If you think about the above statement, it seems like common sense. Of course a shepherd would smell like sheep. After all, it is his job to spend his time around sheep. It is his job to follow sheep, herd sheep, find sheep when they are lost, and discipline sheep when they get out of line. And a job like that keeps someone walking where sheep walk. It keeps them stepping where sheep step. The lint of wool should be on their garments and the odor in their skin. So goes the life of a shepherd.
This little nugget may be common sense, but it drilled deep into my core when I heard it last weekend. Like a lead balloon, this truth sank into my heart as I thought over its significance.

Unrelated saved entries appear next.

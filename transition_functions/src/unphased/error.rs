use thiserror::Error;
use types::phase0::{
    containers::AttestationData,
    primitives::{Epoch, ValidatorIndex},
};

#[derive(Debug, Error)]
pub enum Error {
    #[error("attestation data is not slashable (data_1: {data_1:?}, data_2: {data_2:?})")]
    AttesterSlashingNotSlashable {
        data_1: AttestationData,
        data_2: AttestationData,
    },
    #[error("first attestation in attester slashing is invalid")]
    AttesterSlashingInvalidAttestation1,
    #[error("second attestation in attester slashing is invalid")]
    AttesterSlashingInvalidAttestation2,
    #[error("attestations in attester slashing have no attesters in common")]
    AttesterSlashingNoCommonAttesters,
    #[error("no attesters slashed (common attesters: {common_attesters:?})")]
    AttesterSlashingNoSlashingsApplied { common_attesters: Vec<ValidatorIndex> },
    #[error("validator {index} has already initiated exit in epoch {exit_epoch}")]
    ValidatorAlreadyExited {
        index: ValidatorIndex,
        exit_epoch: Epoch,
    },
    #[error(
        "validator {index} has not been active long enough \
         (activation_epoch: {activation_epoch}, current_epoch: {current_epoch})"
    )]
    ValidatorHasNotBeenActiveLongEnough {
        index: ValidatorIndex,
        activation_epoch: Epoch,
        current_epoch: Epoch,
    },
    #[error("validator {index} is not active in epoch {current_epoch}")]
    ValidatorNotActive {
        index: ValidatorIndex,
        current_epoch: Epoch,
    },
    #[error("voluntary exit is not valid until epoch {epoch} (current_epoch: {current_epoch})")]
    VoluntaryExitNotYetValid { epoch: Epoch, current_epoch: Epoch },
}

These words fell off the lips of a pastor by the name of Thabiti Anyabwile. He was speaking at the 9Marks conference at my seminary this weekend. Along with several other well known preachers and teachers, Thabiti was speaking on the topic of conversion in the life of a believer. His sermon, based in I Thessalonians, made mention of the minister’s responsibility to those people over which God has made him an overseer. It was in this context that Thabiti brought this simple truth to life.
A shepherd should smell like his sheep.
In other words, it is only right that a worker bear the marks of his trade. It is only fitting that one’s mission will inevitably leave its traces and make its imprints. The scars of battle are fitting trophies for the soldier. They are the marks of a job well done.

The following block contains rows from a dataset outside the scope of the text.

use anyhow::{ensure, Context as _, Result};
use helper_functions::{
    accessors::{get_current_epoch, slashable_indices},
    mutators::{initiate_validator_exit, slash_validator},
    predicates::{
        is_active_validator, is_slashable_attestation_data, is_slashable_validator,
        validate_indexed_attestation,
    },
    signing::SignForSingleFork as _,
    verifier::{SingleVerifier, Verifier},
};
use itertools::Itertools as _;
use types::{
    config::Config,
    phase0::{
        beacon_state::BeaconState,
        consts::FAR_FUTURE_EPOCH,
        containers::{AttesterSlashing, SignedVoluntaryExit},
        primitives::ValidatorIndex,
    },
    preset::Preset,
};

use crate::unphased::Error;

/// Applies `attester_slashing` to `state`.
///
/// Attesters present in both attestations are slashed in ascending index order.
/// The state is left untouched if validation fails.
pub fn process_attester_slashing<P: Preset>(
    config: &Config,
    state: &mut BeaconState<P>,
    attester_slashing: &AttesterSlashing,
    verifier: impl Verifier,
) -> Result<()> {
    let slashable_indices =
        validate_attester_slashing_with_verifier(config, state, attester_slashing, verifier)?;

    for validator_index in slashable_indices {
        slash_validator(config, state, validator_index, None)?;
    }

    Ok(())
}

pub fn validate_attester_slashing_with_verifier<P: Preset>(
    config: &Config,
    state: &BeaconState<P>,
    attester_slashing: &AttesterSlashing,
    mut verifier: impl Verifier,
) -> Result<Vec<ValidatorIndex>> {
    let attestation_1 = &attester_slashing.attestation_1;
    let attestation_2 = &attester_slashing.attestation_2;

    let data_1 = attestation_1.data;
    let data_2 = attestation_2.data;

    ensure!(
        is_slashable_attestation_data(data_1, data_2),
        Error::AttesterSlashingNotSlashable { data_1, data_2 },
    );

    verifier.reserve(2);

    validate_indexed_attestation(config, state, attestation_1, &mut verifier)
        .context(Error::AttesterSlashingInvalidAttestation1)?;

    validate_indexed_attestation(config, state, attestation_2, &mut verifier)
        .context(Error::AttesterSlashingInvalidAttestation2)?;

    let common_attesters = slashable_indices(attester_slashing).collect_vec();

    ensure!(
        !common_attesters.is_empty(),
        Error::AttesterSlashingNoCommonAttesters,
    );

    let current_epoch = get_current_epoch(state);
    let mut slashable_indices = Vec::with_capacity(common_attesters.len());

    for attester_index in common_attesters.iter().copied() {
        if is_slashable_validator(state.validator(attester_index)?, current_epoch) {
            slashable_indices.push(attester_index);
        }
    }

    ensure!(
        !slashable_indices.is_empty(),
        Error::AttesterSlashingNoSlashingsApplied { common_attesters },
    );

    Ok(slashable_indices)
}

pub fn process_voluntary_exit<P: Preset>(
    config: &Config,
    state: &mut BeaconState<P>,
    signed_voluntary_exit: SignedVoluntaryExit,
    verifier: impl Verifier,
) -> Result<()> {
    validate_voluntary_exit_with_verifier(config, state, signed_voluntary_exit, verifier)?;

    // > Initiate exit
    initiate_validator_exit(config, state, signed_voluntary_exit.message.validator_index)
}

pub fn validate_voluntary_exit<P: Preset>(
    config: &Config,
    state: &BeaconState<P>,
    signed_voluntary_exit: SignedVoluntaryExit,
    verifier: SingleVerifier<'_>,
) -> Result<()> {
    validate_voluntary_exit_with_verifier(config, state, signed_voluntary_exit, verifier)
}

fn validate_voluntary_exit_with_verifier<P: Preset>(
    config: &Config,
    state: &BeaconState<P>,
    signed_voluntary_exit: SignedVoluntaryExit,
    verifier: impl Verifier,
) -> Result<()> {
    let voluntary_exit = signed_voluntary_exit.message;
    let index = voluntary_exit.validator_index;
    let validator = state.validator(index)?;
    let current_epoch = get_current_epoch(state);

    // > Verify the validator is active
    ensure!(
        is_active_validator(validator, current_epoch),
        Error::ValidatorNotActive {
            index,
            current_epoch,
        },
    );

    // > Verify exit has not been initiated
    ensure!(
        validator.exit_epoch == FAR_FUTURE_EPOCH,
        Error::ValidatorAlreadyExited {
            index,
            exit_epoch: validator.exit_epoch,
        },
    );

    // > Exits must specify an epoch when they become valid; they are not valid before then
    ensure!(
        current_epoch >= voluntary_exit.epoch,
        Error::VoluntaryExitNotYetValid {
            epoch: voluntary_exit.epoch,
            current_epoch,
        },
    );

    // > Verify the validator has been active long enough
    ensure!(
        current_epoch >= validator.activation_epoch.saturating_add(config.shard_committee_period),
        Error::ValidatorHasNotBeenActiveLongEnough {
            index,
            activation_epoch: validator.activation_epoch,
            current_epoch,
        },
    );

    // > Verify signature
    voluntary_exit.verify(
        config,
        state,
        signed_voluntary_exit.signature,
        validator.pubkey,
        verifier,
    )
}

It is the clarion call of scripture that the minister is a shepherd to his people. He is an overseer of their very souls. God has entrusted him with the lives of a congregation, of a body of believers. It is a heavy responsibility indeed, and it cannot be done from a distance. The call to shepherd is a call to live in the middle of a broken but redeemed people. It is the call to get involved in their lives. Sometimes it means stepping in a mess. Other times it may mean getting bit by the very sheep you’ve been called to tend.
Nevertheless, a shepherd should smell like his sheep.